From Oliver Wolcott, Jr.

Philadelphia May 31 st 1797

Dear Sir

I have the pleasure to acknowledge your favour by the Alexandria mail of May 26th.1 On applying to the Bank of Pensylvania I was told that no monies had been lodged on your account, by Colo. Shreve or any other person—on shewing your Letter to Mr James Ross, he paid me on account of Colo. Ritchie 3409 20/100 Dollars which I now remit in four Treasury drafts on Mr Fitzgerald endorsed in your favour. Mr Ross desires me to request your Receipt & Certificate that this sum has been endorsed on the bond remaining in your possession—if it is sent to me, I will deliver it to Mr Ross—In any future time I shall be happy to have it in my power to render similar services.2

The House have not agreed on a reply to the Presidents speech—It is certain that there is a small majority favourably disposed to the measures of the government; the opposition are aiming to effect two points—1st an indirect disapprobation of past measures, & 2d an intimation that the operation of existing Treaties is unfavourable to France, it is not difficult to see, that the drift of the leading men, is to criminate this Country & justify France. From present appearances it is probable that Mr Dayton & some neutral characters will incorporate in the address an incorrect though perhaps not a very important amendment.3

The Presidents speech is so far as I am informed generally approved—The Senate appears to be firm—all the matters recommended are referred to Committees, except that respecting further Revenue.

We hear nothing from Europe since I wrote last, except that Cadiz is closely blockaded by a British fleet. With a respectful remembrance of Mrs Washington, I remain Dear Sir, your obedient servant

Oliv. Wolcott jr

ALS, DLC:GW; copy, CtHi: Oliver Wolcott, Jr., Papers.

1No letter from GW to Wolcott of 26 May has been found, but this letter from Wolcott appears to be written in response to GW’s letter of 29 May.

2For the dealings of GW and his Pennsylvania land agent James Ross with Israel Shreve as purchaser of Washington’s Bottom, see Timothy Pickering to GW, 21 April, n. 1. Ross in 1796 completed for GW the sale of GW’s 2,813–acre Millers Run property in Washington County, Pa., for $12,000, to Col. Matthew Ritchie with Alexander Addison as a silent partner. See Ross to GW, 11 Sept. 1795, 15 April, 18 Aug. 1796. William Crawford surveyed for GW the tract on Millers Run, a tributary of Chartiers Creek, in 1771, for which GW obtained a patent in July 1774. For GW’s problems with squatters on his Millers Run land, see the editorial note in Thomas Smith to GW, 9 Feb. 1785.

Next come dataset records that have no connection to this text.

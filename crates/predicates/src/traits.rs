//! The predicate contract.
//!
//! A predicate answers "does item i satisfy condition X" (`matches`) and
//! "to what degree" (`membership`). It declares its cost tier and resolves its
//! own importance from a configuration snapshot, so there is no central table
//! mapping ids to settings.

use data_loader::{DataSource, ItemId};
use std::ops::Range;

use crate::config::{Fingerprint, SearchConfig};
use crate::types::{Heaviness, Importance, MembershipBitmap};

/// Everything a predicate may look at while evaluating.
#[derive(Clone, Copy)]
pub struct EvalContext<'a> {
    pub source: &'a dyn DataSource,
    pub config: &'a SearchConfig,
}

impl<'a> EvalContext<'a> {
    pub fn new(source: &'a dyn DataSource, config: &'a SearchConfig) -> Self {
        Self { source, config }
    }

    /// Dataset size N
    pub fn len(&self) -> usize {
        self.source.len()
    }

    pub fn is_empty(&self) -> bool {
        self.source.is_empty()
    }

    /// Full index range `0..N`
    pub fn all_items(&self) -> Range<ItemId> {
        0..self.len() as ItemId
    }

    /// Items in `window` that are not excluded at the data-source level.
    pub fn eligible(&self, window: Range<ItemId>) -> impl Iterator<Item = ItemId> + 'a {
        let source = self.source;
        let end = window.end.min(source.len() as ItemId);
        (window.start..end).filter(move |&item| !source.is_excluded(item))
    }
}

/// Core trait for item predicates.
///
/// `Send + Sync` lets cheap predicates be evaluated in parallel during the
/// one synchronous full-dataset pass.
pub trait Predicate: Send + Sync {
    /// Stable identifier, also the configuration key
    fn id(&self) -> &str;

    fn heaviness(&self) -> Heaviness;

    /// Importance under `config`. Plain predicates look up their id.
    fn importance(&self, config: &SearchConfig) -> Importance {
        config.importance_of(self.id())
    }

    /// Hard match. Missing data must yield `false`.
    fn matches(&self, ctx: &EvalContext<'_>, item: ItemId) -> bool;

    /// Continuous degree of match in `[0, 1]`; must be 1.0 whenever `matches` is true.
    fn membership(&self, ctx: &EvalContext<'_>, item: ItemId) -> f32 {
        if self.matches(ctx, item) { 1.0 } else { 0.0 }
    }

    /// Hash of the configuration parameters that affect `matches`.
    fn fingerprint(&self, _config: &SearchConfig) -> u64 {
        Fingerprint::new(self.id()).finish()
    }

    /// Whether `evaluate_window` may be called on partial windows.
    fn is_chunkable(&self) -> bool {
        true
    }

    /// Record every eligible item of `window` that matches into `out`.
    fn evaluate_window(&self, ctx: &EvalContext<'_>, window: Range<ItemId>, out: &mut MembershipBitmap) {
        for item in ctx.eligible(window) {
            if self.matches(ctx, item) {
                out.insert(item);
            }
        }
    }

    /// Match bitmap over the whole dataset. Excluded items are never set.
    fn evaluate(&self, ctx: &EvalContext<'_>) -> MembershipBitmap {
        let mut out = MembershipBitmap::new();
        self.evaluate_window(ctx, ctx.all_items(), &mut out);
        out
    }
}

3The U.S. House of Representatives debated its answer to the president’s speech of 16 May regarding France and American defense policy from 22 May until 3 June when it delivered its response to Adams (Annals of Congress description begins Joseph Gales, Sr., comp. The Debates and Proceedings in the Congress of the United States; with an Appendix, Containing Important State Papers and Public Documents, and All the Laws of a Public Nature. 42 vols. Washington, D.C., 1834–56. description ends , 5th Cong., 1st sess., 67–238). For the amendment offered by Speaker of the House Jonathan Dayton (1760–1824) of New Jersey, see ibid., 199–206.